= Japanese language in EBCDIC =

Character encodings for Japanese on EBCDIC mainframes

Several mutually incompatible versions of the Extended Binary Coded Decimal Interchange Code (EBCDIC) have been used to represent the Japanese language on computers, including variants defined by Hitachi, Fujitsu, IBM and others. Some are variable-width encodings, employing locking shift codes to switch between single-byte and double-byte modes. Unlike other EBCDIC locales, the lowercase basic Latin letters are often not preserved in their usual locations.

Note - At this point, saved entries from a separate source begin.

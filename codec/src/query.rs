//! Search-engine query tree
//!
//! Every clause is an object with a single discriminator key. Conversion from
//! JSON is total: anything not understood is kept verbatim as `Unknown` so
//! the decoder can still offer a partial rule.

use serde::{Deserialize, Deserializer, Serialize, Serializer};
use serde_json::{Map, Value as JsonValue, json};

/// One query clause
#[derive(Debug, Clone, PartialEq)]
pub enum Query {
    And(Vec<Query>),
    Or(Vec<Query>),
    /// `{"not": {"filter": <clause>}}`
    Not(Box<Query>),
    Term {
        field: String,
        value: JsonValue,
    },
    Terms {
        field: String,
        value: JsonValue,
    },
    /// Comparator to bound, in wire order
    Range {
        field: String,
        bounds: Map<String, JsonValue>,
    },
    Exists {
        field: String,
    },
    Missing {
        field: String,
    },
    /// Clause kept as-is; `key` is empty when the clause was not an object
    Unknown {
        key: String,
        body: JsonValue,
    },
}

impl Query {
    pub fn term(field: impl Into<String>, value: impl Into<JsonValue>) -> Self {
        Query::Term {
            field: field.into(),
            value: value.into(),
        }
    }

    pub fn terms(field: impl Into<String>, value: impl Into<JsonValue>) -> Self {
        Query::Terms {
            field: field.into(),
            value: value.into(),
        }
    }

    pub fn range(field: impl Into<String>, bounds: Map<String, JsonValue>) -> Self {
        Query::Range {
            field: field.into(),
            bounds,
        }
    }

    pub fn exists(field: impl Into<String>) -> Self {
        Query::Exists {
            field: field.into(),
        }
    }

    pub fn missing(field: impl Into<String>) -> Self {
        Query::Missing {
            field: field.into(),
        }
    }

    pub fn negate(inner: Query) -> Self {
        Query::Not(Box::new(inner))
    }

    /// Discriminator key of this clause
    pub fn key(&self) -> &str {
        match self {
            Query::And(_) => "and",
            Query::Or(_) => "or",
            Query::Not(_) => "not",
            Query::Term { .. } => "term",
            Query::Terms { .. } => "terms",
            Query::Range { .. } => "range",
            Query::Exists { .. } => "exists",
            Query::Missing { .. } => "missing",
            Query::Unknown { key, .. } => key,
        }
    }

    /// Render the wire form
    pub fn to_value(&self) -> JsonValue {
        match self {
            Query::And(children) => json!({ "and": to_values(children) }),
            Query::Or(children) => json!({ "or": to_values(children) }),
            Query::Not(inner) => json!({ "not": { "filter": inner.to_value() } }),
            Query::Term { field, value } => single("term", field, value.clone()),
            Query::Terms { field, value } => single("terms", field, value.clone()),
            Query::Range { field, bounds } => {
                single("range", field, JsonValue::Object(bounds.clone()))
            }
            Query::Exists { field } => json!({ "exists": { "field": field } }),
            Query::Missing { field } => json!({ "missing": { "field": field } }),
            Query::Unknown { key, body } if key.is_empty() => body.clone(),
            Query::Unknown { key, body } => single_key(key, body.clone()),
        }
    }
}

/// First key of an object body, the field of most leaf clauses
pub(crate) fn first_key(body: &JsonValue) -> Option<&str> {
    body.as_object()?.keys().next().map(String::as_str)
}

fn to_values(children: &[Query]) -> Vec<JsonValue> {
    children.iter().map(Query::to_value).collect()
}

fn single_key(key: &str, value: JsonValue) -> JsonValue {
    let mut map = Map::new();
    map.insert(key.to_string(), value);
    JsonValue::Object(map)
}

fn single(key: &str, field: &str, value: JsonValue) -> JsonValue {
    single_key(key, single_key(field, value))
}

fn unknown(key: &str, body: &JsonValue) -> Query {
    Query::Unknown {
        key: key.to_string(),
        body: body.clone(),
    }
}

fn children_of(key: &str, body: &JsonValue) -> Option<Vec<Query>> {
    let items = body.as_array()?;
    tracing::trace!(key, count = items.len(), "Reading group clause");
    Some(items.iter().map(Query::from).collect())
}

fn field_and_value(body: &JsonValue) -> Option<(String, JsonValue)> {
    let (field, value) = body.as_object()?.iter().next()?;
    Some((field.clone(), value.clone()))
}

impl From<&JsonValue> for Query {
    fn from(value: &JsonValue) -> Self {
        let Some((key, body)) = value.as_object().and_then(|map| map.iter().next()) else {
            return unknown("", value);
        };

        let parsed = match key.as_str() {
            "and" => children_of(key, body).map(Query::And),
            "or" => children_of(key, body).map(Query::Or),
            "not" => body
                .get("filter")
                .map(|inner| Query::negate(Query::from(inner))),
            "term" => field_and_value(body).map(|(field, value)| Query::Term { field, value }),
            "terms" => field_and_value(body).map(|(field, value)| Query::Terms { field, value }),
            "range" => field_and_value(body).and_then(|(field, bounds)| match bounds {
                JsonValue::Object(bounds) => Some(Query::Range { field, bounds }),
                _ => None,
            }),
            "exists" | "missing" => body
                .get("field")
                .and_then(JsonValue::as_str)
                .map(|field| {
                    if key == "exists" {
                        Query::exists(field)
                    } else {
                        Query::missing(field)
                    }
                }),
            _ => None,
        };

        parsed.unwrap_or_else(|| unknown(key, body))
    }
}

impl From<JsonValue> for Query {
    fn from(value: JsonValue) -> Self {
        Query::from(&value)
    }
}

impl From<&Query> for JsonValue {
    fn from(query: &Query) -> Self {
        query.to_value()
    }
}

impl Serialize for Query {
    fn serialize<S: Serializer>(&self, serializer: S) -> Result<S::Ok, S::Error> {
        self.to_value().serialize(serializer)
    }
}

impl<'de> Deserialize<'de> for Query {
    fn deserialize<D: Deserializer<'de>>(deserializer: D) -> Result<Self, D::Error> {
        JsonValue::deserialize(deserializer).map(Query::from)
    }
}

#[cfg(test)]
mod tests {
    use super::*;

    #[test]
    fn test_reads_every_clause_kind() {
        let query: Vec<Query> = serde_json::from_value(json!([
            {"and": [{"term": {"name": "ada"}}]},
            {"or": []},
            {"not": {"filter": {"term": {"name": "bob"}}}},
            {"terms": {"tags": ["a", "c"]}},
            {"range": {"age": {"gte": 18, "lt": 65}}},
            {"exists": {"field": "email"}},
            {"missing": {"field": "phone"}}
        ]))
        .unwrap();

        assert_eq!(
            query[0],
            Query::And(vec![Query::term("name", "ada")])
        );
        assert_eq!(query[1], Query::Or(vec![]));
        assert_eq!(query[2], Query::negate(Query::term("name", "bob")));
        assert_eq!(query[3], Query::terms("tags", json!(["a", "c"])));
        let Query::Range { field, bounds } = &query[4] else {
            panic!("expected range, got {:?}", query[4]);
        };
        assert_eq!(field, "age");
        assert_eq!(bounds.keys().collect::<Vec<_>>(), vec!["gte", "lt"]);
        assert_eq!(query[5], Query::exists("email"));
        assert_eq!(query[6], Query::missing("phone"));
    }

    #[test]
    fn test_keeps_unknown_clauses_verbatim() {
        let raw = json!({"prefix": {"name": "ad"}});
        let query = Query::from(&raw);
        assert_eq!(query.key(), "prefix");
        assert_eq!(query.to_value(), raw);

        let malformed = json!({"and": {"term": {"name": "ada"}}});
        let query = Query::from(&malformed);
        assert!(matches!(query, Query::Unknown { .. }));
        assert_eq!(query.to_value(), malformed);

        let scalar = json!(42);
        assert_eq!(Query::from(&scalar).to_value(), scalar);
    }

    #[test]
    fn test_writes_wire_shapes() {
        let not = Query::negate(Query::term("active", 1));
        assert_eq!(
            serde_json::to_value(&not).unwrap(),
            json!({"not": {"filter": {"term": {"active": 1}}}})
        );
        assert_eq!(
            Query::missing("phone").to_value(),
            json!({"missing": {"field": "phone"}})
        );
    }

    #[test]
    fn test_range_bounds_keep_wire_order() {
        let raw = json!({"range": {"created": {"lte": "now", "gte": "now-7d"}}});
        let Query::Range { bounds, .. } = Query::from(&raw) else {
            panic!("expected range");
        };
        assert_eq!(bounds.keys().collect::<Vec<_>>(), vec!["lte", "gte"]);
    }

    #[test]
    fn test_first_key_of_body() {
        assert_eq!(first_key(&json!({"name": "x"})), Some("name"));
        assert_eq!(first_key(&json!(["name"])), None);
    }
}
//! OpenAPI document and Swagger UI

use axum::http::header;
use axum::response::{Html, IntoResponse, Json};
use utoipa::OpenApi;

use crate::api::routes::{fields, filters, health, styles};

#[derive(OpenApi)]
#[openapi(
    info(
        title = "Elastic Builder API",
        version = env!("CARGO_PKG_VERSION"),
        description = "Filter tree and search query conversion"
    ),
    tags(
        (name = "health", description = "Health check endpoint"),
        (name = "fields", description = "Configured field map"),
        (name = "filters", description = "Query decoding and filter encoding"),
        (name = "styles", description = "Nesting-level style classes")
    ),
    paths(
        health::health,
        fields::list_fields,
        fields::get_field,
        filters::decode_query,
        filters::encode_filters,
        styles::palette,
        styles::style_for_level,
    ),
    components(schemas(
        health::HealthResponse,
        filters::DecodeRequest,
        filters::DecodeResponse,
        filters::EncodeRequest,
        filters::EncodeResponse,
        styles::StyleResponse,
        styles::PaletteResponse,
    ))
)]
pub struct ApiDoc;

/// Serve the OpenAPI JSON document
pub async fn openapi_json() -> impl IntoResponse {
    (
        [(header::CONTENT_TYPE, "application/json")],
        Json(ApiDoc::openapi()),
    )
}

/// Serve Swagger UI from CDN
pub async fn swagger_ui_html() -> Html<&'static str> {
    Html(SWAGGER_UI_HTML)
}

const SWAGGER_UI_HTML: &str = r#"<!DOCTYPE html>
<html lang="en">
<head>
    <meta charset="UTF-8">
    <meta name="viewport" content="width=device-width, initial-scale=1.0">
    <title>Elastic Builder API Documentation</title>
    <link rel="stylesheet" type="text/css" href="https://unpkg.com/swagger-ui-dist@5/swagger-ui.css">
    <style>
        html { box-sizing: border-box; overflow-y: scroll; }
        *, *:before, *:after { box-sizing: inherit; }
        body { margin: 0; background: #fafafa; }
    </style>
</head>
<body>
    <div id="swagger-ui"></div>
    <script src="https://unpkg.com/swagger-ui-dist@5/swagger-ui-bundle.js"></script>
    <script src="https://unpkg.com/swagger-ui-dist@5/swagger-ui-standalone-preset.js"></script>
    <script>
        window.onload = () => {
            window.ui = SwaggerUIBundle({
                url: "/api/openapi.json",
                dom_id: '#swagger-ui',
                presets: [
                    SwaggerUIBundle.presets.apis,
                    SwaggerUIStandalonePreset
                ],
                layout: "StandaloneLayout",
                deepLinking: true,
                showExtensions: true,
                showCommonExtensions: true
            });
        };
    </script>
</body>
</html>"#;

The characters which are found in the double-byte Japanese code used with EBCDIC by IBM, but not found in the first edition of JIS X 0208, also influenced the vendor extensions found in some non-EBCDIC encodings such as IBM code page 932 ("DBCS-PC") and Windows code page 932.

==Single-byte codes==
Similarly to JIS X 0201 (itself incorporated into Shift JIS), Japanese EBCDIC encodings often include a set of single-byte katakana. Several different variants of the single-byte EBCDIC code are used in the Japanese locale, by different vendors; a given vendor may also define two different single-byte codes, one favoured for half-width katakana and one favoured for Latin script. Variants of EBCDIC favoured by a given vendor for use for katakana are sometimes referred to as EBCDIK, standing for Extended Binary-Coded Decimal Interchange Kana code.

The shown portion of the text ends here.